## Assigned task
Where a line below holds the string "path", that line goes into the answer.

## Records for this exercise
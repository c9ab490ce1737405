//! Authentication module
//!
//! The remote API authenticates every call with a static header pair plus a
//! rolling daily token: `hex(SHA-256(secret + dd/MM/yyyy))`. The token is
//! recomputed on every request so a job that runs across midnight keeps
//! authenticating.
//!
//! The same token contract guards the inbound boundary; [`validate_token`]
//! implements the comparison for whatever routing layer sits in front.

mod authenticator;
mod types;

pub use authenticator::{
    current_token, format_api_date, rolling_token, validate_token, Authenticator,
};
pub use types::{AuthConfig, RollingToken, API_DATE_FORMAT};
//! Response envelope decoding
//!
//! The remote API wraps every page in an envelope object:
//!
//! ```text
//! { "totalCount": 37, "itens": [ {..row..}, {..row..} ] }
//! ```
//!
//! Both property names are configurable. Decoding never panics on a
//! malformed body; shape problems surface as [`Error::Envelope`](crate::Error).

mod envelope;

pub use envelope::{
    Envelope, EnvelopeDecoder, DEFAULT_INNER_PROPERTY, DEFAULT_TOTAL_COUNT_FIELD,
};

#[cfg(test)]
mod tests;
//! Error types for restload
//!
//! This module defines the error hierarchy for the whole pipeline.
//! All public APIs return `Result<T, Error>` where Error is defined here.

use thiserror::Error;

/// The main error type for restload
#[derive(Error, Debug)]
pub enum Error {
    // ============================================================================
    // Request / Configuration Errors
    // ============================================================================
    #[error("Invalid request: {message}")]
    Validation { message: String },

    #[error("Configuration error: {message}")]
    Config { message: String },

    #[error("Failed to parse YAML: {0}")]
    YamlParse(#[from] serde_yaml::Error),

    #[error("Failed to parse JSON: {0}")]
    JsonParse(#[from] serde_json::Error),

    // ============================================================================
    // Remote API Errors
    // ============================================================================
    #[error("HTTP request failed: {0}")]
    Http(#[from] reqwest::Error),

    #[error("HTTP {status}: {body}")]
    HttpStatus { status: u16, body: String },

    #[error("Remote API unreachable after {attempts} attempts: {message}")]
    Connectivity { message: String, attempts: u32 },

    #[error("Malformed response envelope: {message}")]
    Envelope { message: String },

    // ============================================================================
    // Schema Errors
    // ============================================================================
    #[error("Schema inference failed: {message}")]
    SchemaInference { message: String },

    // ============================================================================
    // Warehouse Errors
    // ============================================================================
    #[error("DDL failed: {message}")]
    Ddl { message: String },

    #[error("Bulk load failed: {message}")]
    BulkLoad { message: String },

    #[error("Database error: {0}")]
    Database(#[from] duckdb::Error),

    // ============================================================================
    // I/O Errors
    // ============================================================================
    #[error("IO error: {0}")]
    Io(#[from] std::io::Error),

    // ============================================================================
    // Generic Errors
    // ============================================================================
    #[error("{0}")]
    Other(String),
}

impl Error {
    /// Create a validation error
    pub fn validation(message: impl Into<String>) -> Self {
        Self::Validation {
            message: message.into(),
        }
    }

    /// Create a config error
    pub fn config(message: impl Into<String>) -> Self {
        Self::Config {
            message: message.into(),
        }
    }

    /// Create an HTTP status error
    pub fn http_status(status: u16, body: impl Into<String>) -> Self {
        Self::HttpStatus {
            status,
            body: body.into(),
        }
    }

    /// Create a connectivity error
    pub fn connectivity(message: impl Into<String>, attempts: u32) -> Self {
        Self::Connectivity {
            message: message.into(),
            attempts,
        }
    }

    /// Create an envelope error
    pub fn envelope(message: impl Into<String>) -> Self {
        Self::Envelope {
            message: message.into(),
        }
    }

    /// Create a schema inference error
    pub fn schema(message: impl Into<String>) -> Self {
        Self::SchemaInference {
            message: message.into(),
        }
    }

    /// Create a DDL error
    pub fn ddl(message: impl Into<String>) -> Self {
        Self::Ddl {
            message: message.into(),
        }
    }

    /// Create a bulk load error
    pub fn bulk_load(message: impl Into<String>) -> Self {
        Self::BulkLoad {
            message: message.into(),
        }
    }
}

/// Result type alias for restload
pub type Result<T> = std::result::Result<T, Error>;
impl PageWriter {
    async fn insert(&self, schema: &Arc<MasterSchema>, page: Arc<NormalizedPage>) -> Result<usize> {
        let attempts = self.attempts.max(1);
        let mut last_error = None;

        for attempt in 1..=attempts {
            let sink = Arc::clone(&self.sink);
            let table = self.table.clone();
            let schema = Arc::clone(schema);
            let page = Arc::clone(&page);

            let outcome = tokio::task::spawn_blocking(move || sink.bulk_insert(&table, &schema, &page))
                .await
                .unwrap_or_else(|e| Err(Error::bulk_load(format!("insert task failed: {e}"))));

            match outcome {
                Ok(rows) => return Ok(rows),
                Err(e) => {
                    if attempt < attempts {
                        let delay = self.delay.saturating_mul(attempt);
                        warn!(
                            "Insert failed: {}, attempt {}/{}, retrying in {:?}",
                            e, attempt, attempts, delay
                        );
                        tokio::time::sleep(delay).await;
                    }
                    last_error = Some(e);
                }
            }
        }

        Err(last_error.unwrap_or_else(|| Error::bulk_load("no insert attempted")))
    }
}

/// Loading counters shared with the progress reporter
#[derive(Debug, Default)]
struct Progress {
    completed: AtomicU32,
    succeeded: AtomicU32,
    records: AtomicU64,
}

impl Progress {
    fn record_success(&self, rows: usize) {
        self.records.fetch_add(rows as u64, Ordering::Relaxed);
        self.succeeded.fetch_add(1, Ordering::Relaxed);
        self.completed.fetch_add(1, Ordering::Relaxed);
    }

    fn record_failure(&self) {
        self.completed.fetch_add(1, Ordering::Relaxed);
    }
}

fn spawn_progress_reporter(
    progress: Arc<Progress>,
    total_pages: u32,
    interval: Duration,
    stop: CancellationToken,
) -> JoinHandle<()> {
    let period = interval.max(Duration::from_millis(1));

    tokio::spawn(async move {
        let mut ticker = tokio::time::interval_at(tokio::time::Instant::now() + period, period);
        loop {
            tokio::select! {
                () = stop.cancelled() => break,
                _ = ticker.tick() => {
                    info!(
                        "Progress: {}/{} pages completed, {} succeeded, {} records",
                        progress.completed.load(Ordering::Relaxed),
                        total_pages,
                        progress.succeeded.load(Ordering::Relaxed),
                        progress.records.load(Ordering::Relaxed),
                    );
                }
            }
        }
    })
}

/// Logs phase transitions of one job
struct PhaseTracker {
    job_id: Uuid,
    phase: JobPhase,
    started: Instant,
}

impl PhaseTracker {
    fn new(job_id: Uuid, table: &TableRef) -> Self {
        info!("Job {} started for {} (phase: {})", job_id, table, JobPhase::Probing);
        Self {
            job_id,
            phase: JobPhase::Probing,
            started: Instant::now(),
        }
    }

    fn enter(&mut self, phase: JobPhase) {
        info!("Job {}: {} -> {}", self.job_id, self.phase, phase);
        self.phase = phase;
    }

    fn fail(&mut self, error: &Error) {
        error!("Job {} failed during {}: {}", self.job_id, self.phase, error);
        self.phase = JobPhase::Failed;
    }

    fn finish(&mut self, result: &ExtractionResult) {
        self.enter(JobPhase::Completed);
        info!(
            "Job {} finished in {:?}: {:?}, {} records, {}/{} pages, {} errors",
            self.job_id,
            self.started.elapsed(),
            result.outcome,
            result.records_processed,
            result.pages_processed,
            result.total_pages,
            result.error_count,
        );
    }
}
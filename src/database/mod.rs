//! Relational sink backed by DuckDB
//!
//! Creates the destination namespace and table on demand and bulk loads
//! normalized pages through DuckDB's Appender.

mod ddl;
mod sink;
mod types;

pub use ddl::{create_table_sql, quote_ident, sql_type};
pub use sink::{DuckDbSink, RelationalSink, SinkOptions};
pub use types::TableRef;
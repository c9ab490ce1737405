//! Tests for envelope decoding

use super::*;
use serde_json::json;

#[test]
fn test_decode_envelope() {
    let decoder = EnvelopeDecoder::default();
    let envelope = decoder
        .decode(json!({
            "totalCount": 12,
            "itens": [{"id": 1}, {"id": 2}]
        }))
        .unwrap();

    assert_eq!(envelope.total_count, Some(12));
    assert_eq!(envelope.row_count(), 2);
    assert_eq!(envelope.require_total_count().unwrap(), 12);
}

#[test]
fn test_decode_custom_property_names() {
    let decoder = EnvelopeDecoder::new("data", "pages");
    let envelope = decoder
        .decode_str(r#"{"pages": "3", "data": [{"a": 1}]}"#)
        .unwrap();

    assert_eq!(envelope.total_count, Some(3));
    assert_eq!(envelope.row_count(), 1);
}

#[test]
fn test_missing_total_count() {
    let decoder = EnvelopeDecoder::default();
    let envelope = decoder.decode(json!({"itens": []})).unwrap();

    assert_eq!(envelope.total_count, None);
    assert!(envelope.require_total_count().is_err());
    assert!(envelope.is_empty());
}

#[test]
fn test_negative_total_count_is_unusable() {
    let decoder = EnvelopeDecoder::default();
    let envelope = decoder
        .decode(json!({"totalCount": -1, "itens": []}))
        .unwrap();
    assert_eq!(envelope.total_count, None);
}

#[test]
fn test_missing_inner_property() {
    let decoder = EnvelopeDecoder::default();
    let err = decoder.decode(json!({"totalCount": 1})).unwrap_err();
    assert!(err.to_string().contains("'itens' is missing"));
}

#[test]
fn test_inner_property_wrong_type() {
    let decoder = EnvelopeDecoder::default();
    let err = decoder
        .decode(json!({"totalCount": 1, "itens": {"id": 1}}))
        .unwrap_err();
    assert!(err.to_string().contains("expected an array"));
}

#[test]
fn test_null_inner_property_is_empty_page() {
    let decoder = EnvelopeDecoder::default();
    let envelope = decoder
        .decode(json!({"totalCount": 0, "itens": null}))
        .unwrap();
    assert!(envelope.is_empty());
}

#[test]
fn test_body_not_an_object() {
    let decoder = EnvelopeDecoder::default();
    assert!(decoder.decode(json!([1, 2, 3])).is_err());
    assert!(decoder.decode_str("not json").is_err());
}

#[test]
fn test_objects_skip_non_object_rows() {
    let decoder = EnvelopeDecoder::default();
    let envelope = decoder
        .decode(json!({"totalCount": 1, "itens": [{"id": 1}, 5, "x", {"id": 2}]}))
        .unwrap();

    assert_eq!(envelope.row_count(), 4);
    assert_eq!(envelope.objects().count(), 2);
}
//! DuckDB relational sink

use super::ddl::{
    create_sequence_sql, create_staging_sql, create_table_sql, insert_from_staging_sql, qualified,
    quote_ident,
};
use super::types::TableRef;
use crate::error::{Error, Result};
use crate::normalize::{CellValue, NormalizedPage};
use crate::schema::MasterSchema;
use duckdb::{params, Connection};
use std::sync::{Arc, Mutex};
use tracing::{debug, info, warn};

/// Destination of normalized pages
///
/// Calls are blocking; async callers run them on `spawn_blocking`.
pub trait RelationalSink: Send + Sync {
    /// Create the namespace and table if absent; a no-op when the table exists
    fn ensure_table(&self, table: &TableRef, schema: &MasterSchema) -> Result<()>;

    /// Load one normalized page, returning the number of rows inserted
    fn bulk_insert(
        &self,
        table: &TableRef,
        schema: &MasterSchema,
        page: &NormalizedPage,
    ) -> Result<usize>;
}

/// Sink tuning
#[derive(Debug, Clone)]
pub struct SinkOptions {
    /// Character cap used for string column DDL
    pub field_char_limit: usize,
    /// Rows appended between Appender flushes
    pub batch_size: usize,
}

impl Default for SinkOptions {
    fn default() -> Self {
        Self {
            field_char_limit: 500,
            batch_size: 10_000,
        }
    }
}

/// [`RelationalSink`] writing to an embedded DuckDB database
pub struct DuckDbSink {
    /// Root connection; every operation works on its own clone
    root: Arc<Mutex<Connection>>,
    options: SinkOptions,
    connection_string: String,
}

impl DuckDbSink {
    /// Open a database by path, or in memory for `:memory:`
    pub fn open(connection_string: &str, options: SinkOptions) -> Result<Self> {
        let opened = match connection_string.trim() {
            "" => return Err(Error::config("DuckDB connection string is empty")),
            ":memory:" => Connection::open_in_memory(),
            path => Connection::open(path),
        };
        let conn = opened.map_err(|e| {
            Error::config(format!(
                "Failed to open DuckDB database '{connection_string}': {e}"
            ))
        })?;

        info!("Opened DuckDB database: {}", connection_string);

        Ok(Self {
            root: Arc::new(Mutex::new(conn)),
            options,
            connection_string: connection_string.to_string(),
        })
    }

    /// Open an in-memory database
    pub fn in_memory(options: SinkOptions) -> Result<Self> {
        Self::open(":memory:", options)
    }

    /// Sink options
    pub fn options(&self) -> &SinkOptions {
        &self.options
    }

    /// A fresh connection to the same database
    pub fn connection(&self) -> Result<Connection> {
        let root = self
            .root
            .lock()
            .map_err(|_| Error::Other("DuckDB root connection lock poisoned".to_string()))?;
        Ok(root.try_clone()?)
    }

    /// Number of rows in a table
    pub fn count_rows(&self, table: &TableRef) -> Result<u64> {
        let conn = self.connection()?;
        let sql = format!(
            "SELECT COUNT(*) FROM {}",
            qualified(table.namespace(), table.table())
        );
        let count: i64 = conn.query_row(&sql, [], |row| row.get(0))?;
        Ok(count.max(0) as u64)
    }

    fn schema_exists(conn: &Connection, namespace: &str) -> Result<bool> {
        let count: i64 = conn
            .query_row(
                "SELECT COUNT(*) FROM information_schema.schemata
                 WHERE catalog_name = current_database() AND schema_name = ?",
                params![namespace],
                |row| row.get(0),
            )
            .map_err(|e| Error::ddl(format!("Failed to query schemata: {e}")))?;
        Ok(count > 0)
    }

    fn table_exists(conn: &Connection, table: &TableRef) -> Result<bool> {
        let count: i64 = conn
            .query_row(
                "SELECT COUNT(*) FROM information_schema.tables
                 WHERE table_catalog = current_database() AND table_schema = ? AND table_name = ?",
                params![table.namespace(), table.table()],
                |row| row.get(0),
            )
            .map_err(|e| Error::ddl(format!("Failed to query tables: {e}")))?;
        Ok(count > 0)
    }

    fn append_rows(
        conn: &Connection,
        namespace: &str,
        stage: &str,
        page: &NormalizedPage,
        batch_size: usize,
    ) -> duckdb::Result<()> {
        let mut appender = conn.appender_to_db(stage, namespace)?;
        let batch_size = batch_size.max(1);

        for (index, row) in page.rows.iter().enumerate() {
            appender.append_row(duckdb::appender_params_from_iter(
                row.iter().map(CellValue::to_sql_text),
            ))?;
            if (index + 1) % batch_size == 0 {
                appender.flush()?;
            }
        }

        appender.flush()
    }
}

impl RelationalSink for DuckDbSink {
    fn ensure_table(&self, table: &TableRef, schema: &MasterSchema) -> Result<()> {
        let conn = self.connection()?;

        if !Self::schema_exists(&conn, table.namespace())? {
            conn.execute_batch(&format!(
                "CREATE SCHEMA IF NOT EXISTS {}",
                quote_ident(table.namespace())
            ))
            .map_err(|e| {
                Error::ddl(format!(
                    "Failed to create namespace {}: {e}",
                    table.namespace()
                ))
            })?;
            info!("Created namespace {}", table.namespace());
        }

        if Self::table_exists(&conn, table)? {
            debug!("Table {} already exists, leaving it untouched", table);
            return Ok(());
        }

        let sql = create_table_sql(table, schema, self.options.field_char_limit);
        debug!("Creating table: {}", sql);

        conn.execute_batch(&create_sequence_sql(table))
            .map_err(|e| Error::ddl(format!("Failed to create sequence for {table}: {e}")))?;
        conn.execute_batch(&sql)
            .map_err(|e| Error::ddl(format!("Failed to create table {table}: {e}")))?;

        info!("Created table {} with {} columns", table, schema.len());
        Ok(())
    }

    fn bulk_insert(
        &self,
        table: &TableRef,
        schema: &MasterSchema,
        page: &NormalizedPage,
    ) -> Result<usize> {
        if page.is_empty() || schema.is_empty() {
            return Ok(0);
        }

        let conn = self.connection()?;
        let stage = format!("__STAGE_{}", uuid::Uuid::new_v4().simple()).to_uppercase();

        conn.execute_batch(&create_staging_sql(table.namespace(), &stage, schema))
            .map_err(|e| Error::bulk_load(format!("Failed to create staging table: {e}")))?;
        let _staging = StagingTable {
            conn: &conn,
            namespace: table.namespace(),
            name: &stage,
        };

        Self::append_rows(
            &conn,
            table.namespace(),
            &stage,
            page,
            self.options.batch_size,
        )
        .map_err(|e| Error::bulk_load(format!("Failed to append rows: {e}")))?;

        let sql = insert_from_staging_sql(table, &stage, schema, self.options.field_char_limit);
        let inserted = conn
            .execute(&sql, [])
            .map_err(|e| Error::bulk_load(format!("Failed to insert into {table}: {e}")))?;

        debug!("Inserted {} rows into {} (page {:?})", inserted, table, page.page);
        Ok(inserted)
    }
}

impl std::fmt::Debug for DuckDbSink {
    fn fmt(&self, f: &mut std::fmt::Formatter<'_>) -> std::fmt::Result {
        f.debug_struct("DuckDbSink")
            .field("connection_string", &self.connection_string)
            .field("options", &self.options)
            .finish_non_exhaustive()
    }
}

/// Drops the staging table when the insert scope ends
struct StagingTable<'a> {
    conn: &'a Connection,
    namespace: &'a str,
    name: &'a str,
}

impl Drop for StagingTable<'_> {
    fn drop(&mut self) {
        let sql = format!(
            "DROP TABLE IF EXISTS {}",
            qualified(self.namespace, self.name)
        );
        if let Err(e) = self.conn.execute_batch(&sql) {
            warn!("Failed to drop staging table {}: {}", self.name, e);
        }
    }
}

## Solved exercise
    /// Open a database by path, or in memory for `:memory:`
            path => Connection::open(path),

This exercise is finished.